The court ruled the writing did not constitute a threat.
“The fact remains that ‘can’ does not mean ‘will,'” wrote Justice Carlos R. Moreno in the court’s unanimous decision. “While the protagonist in ‘Faces’ declares that he has the potential or capacity to kill students given his dark and hidden feelings, he does not actually threaten to do so.”
Several free-speech advocates who filed briefs supporting George hailed the decision as a victory for freedom of expression.
“The court’s decision makes clear that students’ creative works deserve the same high level of First Amendment protection as that accorded to established poets, authors and artists,” said Ann Brick, a staff attorney for the American Civil Liberties Union of Northern California.
The court did not rule on whether the school’s expulsion of George was permissible, noting that the scope of its decision only related to his criminal conviction.
Michael Kresser, George’s attorney, said he did not yet know if George, who graduated in June, and his family would seek to remove the expulsion from his school record.
“He does feel unfairly treated by the school for something that was, according to the California Supreme Court, within his First Amendment rights,” he said.
Pulitzer Prize-winning writer Michael Chabon, on behalf of the ACLU of Northern California, the First Amendment Project and the Thomas Jefferson Center for the Protection of Free Expression, filed a friend-of-the-court brief in the case that described the literary importance of expressing “dark” or “confessional” poetry and argued that “Faces” fit that genre.
Deputy Attorney General Jeffrey M. Laurence, who represented the prosecution, argued that threatening speech is not protected by the First Amendment.
For something to be considered a criminal threat, California law requires that it must be “on its face and under the circumstances in which it is made, [be] so unequivocal, unconditional, immediate and specific as to convey a gravity of purpose and an immediate prospect of execution of the threat.”
In 2001, George handed two poems to Mary, a fellow student, while leaving an English class on March 16 — only 11 days after a school shooting in Santee in which two students were killed and 13 were injured. George, who had attended Santa Teresa High School for only two weeks, wrote to her in a note, “These poems describe me and my feelings. Tell me if they describe you and your feelings.”
In a juvenile court hearing, George said he never meant the poetry as a threat, according to The Los Angeles Times. He said he was having a bad day after his parents forgot to give him lunch money and he misplaced something he needed.

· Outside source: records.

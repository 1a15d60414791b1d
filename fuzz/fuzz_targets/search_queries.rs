// Copyright 2025-present Harīṣh Tummalachērla
// SPDX-License-Identifier: Apache-2.0

//! Fuzz target for search query handling.
//!
//! Throws arbitrary byte sequences at both search entry points to verify the
//! pipeline never panics and never returns invalid pages. Half the whitelist
//! is regex syntax, so this is also where malformed patterns get exercised.

#![no_main]

use catalog_search::testing::sample_catalog;
use catalog_search::{CatalogEngine, EngineConfig, MemoryStore, QueryStatus};
use libfuzzer_sys::fuzz_target;
use std::collections::HashSet;

const PAGE_SIZE: usize = 5;

fuzz_target!(|query: &[u8]| {
    // Build the engine once per process
    static ENGINE: std::sync::OnceLock<CatalogEngine<MemoryStore>> = std::sync::OnceLock::new();
    let engine = ENGINE.get_or_init(|| {
        CatalogEngine::new(MemoryStore::new(sample_catalog()), EngineConfig::default())
            .expect("sample catalog loads")
    });

    let query = String::from_utf8_lossy(query);

    // INVARIANT 1: neither entry point panics
    let plain = engine.search(&query, 0, PAGE_SIZE);
    let corrected = engine.search_with_correction(&query, 0, PAGE_SIZE);

    // INVARIANT 2: pages respect the size
    assert!(plain.len() <= PAGE_SIZE, "got {} results", plain.len());
    assert!(corrected.items.len() <= PAGE_SIZE);

    // INVARIANT 3: every result is a catalog item, at most once
    let snapshot = engine.snapshot();
    let mut seen = HashSet::new();
    for item in &corrected.items {
        assert!(snapshot.item(&item.id).is_some(), "unknown id {}", item.id);
        assert!(seen.insert(item.id.clone()), "duplicate id {}", item.id);
    }

    // INVARIANT 4: status agrees with the page
    match corrected.status {
        QueryStatus::Rejected | QueryStatus::NoMatch => assert!(corrected.items.is_empty()),
        QueryStatus::Matched(_) => {}
    }
    if corrected.status == QueryStatus::Rejected {
        assert!(plain.is_empty());
        assert!(corrected.suggestions.is_empty());
    }

    // INVARIANT 5: suggestions are deduplicated and capped
    assert!(corrected.suggestions.len() <= engine.config().max_corrections);
    let unique: HashSet<&String> = corrected.suggestions.iter().collect();
    assert_eq!(unique.len(), corrected.suggestions.len());

    // INVARIANT 6: autocomplete never panics and respects its limit
    assert!(engine.autocomplete(&query).len() <= engine.config().autocomplete_limit);
});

Mary, however, became frightened after reading “Faces” and contacted her English teacher who notified school administrators and the police.
In a concurring ruling, Justice Marvin Baxter emphasized that school officials and police were right to investigate the potential threat, as the fear the poem created for the other student was real.
“School and law enforcement officials had every reason to worry that [George], deeply troubled, was contemplating his own campus killing spree,” he wrote. “The authorities were fully justified, and should be commended, insofar as they made a prompt, full, and vigorous response to the incident.”
David Greene, an attorney for the First Amendment Project, said the ruling provides guidance for law enforcement officials when investigating literary expression as a threat.
“We hope law enforcement will show as great an appreciation for the subtlety, complexity and legitimacy of artistic expression as was shown today by the California Supreme Court,” he said.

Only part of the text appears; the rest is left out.